[What you need to do]
Where does the word "impl" occur in the material? Copy each line that has it.
(Information Opens)
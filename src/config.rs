//! Configuration management for ran-query.
//!
//! Handles loading configuration from TOML files and environment variables:
//! where the query service lives, which dataset and output location queries
//! use, how long to wait for them, and the tables the setup routine creates.

use crate::error::{QueryError, Result};
use crate::query::{PollPolicy, DEFAULT_MAX_ATTEMPTS};
use crate::schema::TableDefinition;
use crate::service::athena::{AthenaConfig, MAX_PAGE_SIZE};
use serde::{Deserialize, Serialize};
use std::path::{Path, PathBuf};
use std::time::Duration;
use url::Url;

/// Main configuration structure.
#[derive(Debug, Clone, Serialize, Deserialize, Default)]
pub struct Config {
    /// Query service connection settings.
    #[serde(default)]
    pub service: ServiceConfig,

    /// Defaults applied to every query.
    #[serde(default)]
    pub query: QueryConfig,

    /// External tables created by `ranq setup`.
    #[serde(default)]
    pub tables: Vec<TableDefinition>,
}

/// Query service connection settings.
#[derive(Debug, Clone, Serialize, Deserialize)]
pub struct ServiceConfig {
    /// Endpoint URL. Derived from the region when unset.
    pub endpoint: Option<String>,

    /// Service region (e.g., "ap-south-1").
    pub region: Option<String>,

    /// Request timeout in seconds.
    #[serde(default = "default_timeout_secs")]
    pub timeout_secs: u64,

    /// Bearer token for the signing proxy (not recommended to store in config).
    pub auth_token: Option<String>,
}

fn default_timeout_secs() -> u64 {
    30
}

impl Default for ServiceConfig {
    fn default() -> Self {
        Self {
            endpoint: None,
            region: None,
            timeout_secs: default_timeout_secs(),
            auth_token: None,
        }
    }
}

/// Defaults applied to every query.
#[derive(Debug, Clone, Serialize, Deserialize)]
pub struct QueryConfig {
    /// Dataset queries run in.
    pub database: Option<String>,

    /// Where the service writes results (e.g., "s3://bucket/query-results/").
    pub output_location: Option<String>,

    /// Delay between polls, in milliseconds.
    #[serde(default = "default_poll_interval_ms")]
    pub poll_interval_ms: u64,

    /// Polls before giving up.
    #[serde(default = "default_max_attempts")]
    pub max_attempts: u32,

    /// Rows requested per result page.
    #[serde(default = "default_page_size")]
    pub page_size: u32,
}

fn default_poll_interval_ms() -> u64 {
    1000
}

fn default_max_attempts() -> u32 {
    DEFAULT_MAX_ATTEMPTS
}

fn default_page_size() -> u32 {
    MAX_PAGE_SIZE
}

impl Default for QueryConfig {
    fn default() -> Self {
        Self {
            database: None,
            output_location: None,
            poll_interval_ms: default_poll_interval_ms(),
            max_attempts: default_max_attempts(),
            page_size: default_page_size(),
        }
    }
}

impl QueryConfig {
    /// Returns the poll policy described by this config.
    pub fn poll_policy(&self) -> PollPolicy {
        PollPolicy::new(
            Duration::from_millis(self.poll_interval_ms),
            self.max_attempts,
        )
    }

    /// Returns the output location, validated as an absolute URI.
    pub fn require_output_location(&self) -> Result<&str> {
        let location = self.output_location.as_deref().ok_or_else(|| {
            QueryError::config("output_location is required (set [query].output_location or RANQ_OUTPUT_LOCATION)")
        })?;
        validate_location(location)?;
        Ok(location)
    }

    /// Returns the dataset, or an error naming how to set it.
    pub fn require_database(&self) -> Result<&str> {
        self.database.as_deref().ok_or_else(|| {
            QueryError::config("database is required (set [query].database or RANQ_DATABASE)")
        })
    }
}

/// Checks that a location is an absolute URI such as `s3://bucket/prefix/`.
pub fn validate_location(location: &str) -> Result<()> {
    let url = Url::parse(location)
        .map_err(|e| QueryError::config(format!("Invalid location '{location}': {e}")))?;
    if url.host_str().is_none() {
        return Err(QueryError::config(format!(
            "Invalid location '{location}': missing bucket or host"
        )));
    }
    Ok(())
}

impl Config {
    /// Returns the default config file path for the current platform.
    pub fn default_path() -> PathBuf {
        dirs::config_dir()
            .unwrap_or_else(|| PathBuf::from("."))
            .join("ran-query")
            .join("config.toml")
    }

    /// Loads configuration from a TOML file.
    pub fn load_from_file(path: &Path) -> Result<Self> {
        if !path.exists() {
            return Ok(Self::default());
        }

        let content = std::fs::read_to_string(path)
            .map_err(|e| QueryError::config(format!("Failed to read config file: {e}")))?;

        Self::parse_toml(&content, path)
    }

    /// Parses configuration from a TOML string.
    fn parse_toml(content: &str, path: &Path) -> Result<Self> {
        toml::from_str(content).map_err(|e| {
            QueryError::config(format!(
                "Configuration error in {}:\n  {}",
                path.display(),
                e
            ))
        })
    }

    /// Applies environment variables as defaults for unset values.
    pub fn apply_env_defaults(&mut self) {
        self.apply_defaults_from(|key| std::env::var(key).ok());
    }

    pub(crate) fn apply_defaults_from(&mut self, var: impl Fn(&str) -> Option<String>) {
        if self.service.endpoint.is_none() {
            self.service.endpoint = var("RANQ_ENDPOINT");
        }
        if self.service.region.is_none() {
            self.service.region = var("AWS_REGION");
        }
        if self.service.auth_token.is_none() {
            self.service.auth_token = var("RANQ_AUTH_TOKEN");
        }
        if self.query.database.is_none() {
            self.query.database = var("RANQ_DATABASE");
        }
        if self.query.output_location.is_none() {
            self.query.output_location = var("RANQ_OUTPUT_LOCATION");
        }
    }

    /// Builds the HTTP client configuration.
    pub fn athena_config(&self) -> Result<AthenaConfig> {
        let endpoint = match (&self.service.endpoint, &self.service.region) {
            (Some(endpoint), _) => endpoint.clone(),
            (None, Some(region)) => AthenaConfig::regional_endpoint(region),
            (None, None) => {
                return Err(QueryError::config(
                    "Either [service].endpoint or [service].region must be set",
                ))
            }
        };

        let mut config = AthenaConfig::new(endpoint)
            .with_timeout(self.service.timeout_secs)
            .with_page_size(self.query.page_size);
        if let Some(token) = &self.service.auth_token {
            config = config.with_auth_token(token.clone());
        }
        Ok(config)
    }
}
(Information Closes)
[Solved exercise]
impl Default for ServiceConfig {
impl Default for QueryConfig {
impl QueryConfig {
impl Config {
    pub(crate) fn apply_defaults_from(&mut self, var: impl Fn(&str) -> Option<String>) {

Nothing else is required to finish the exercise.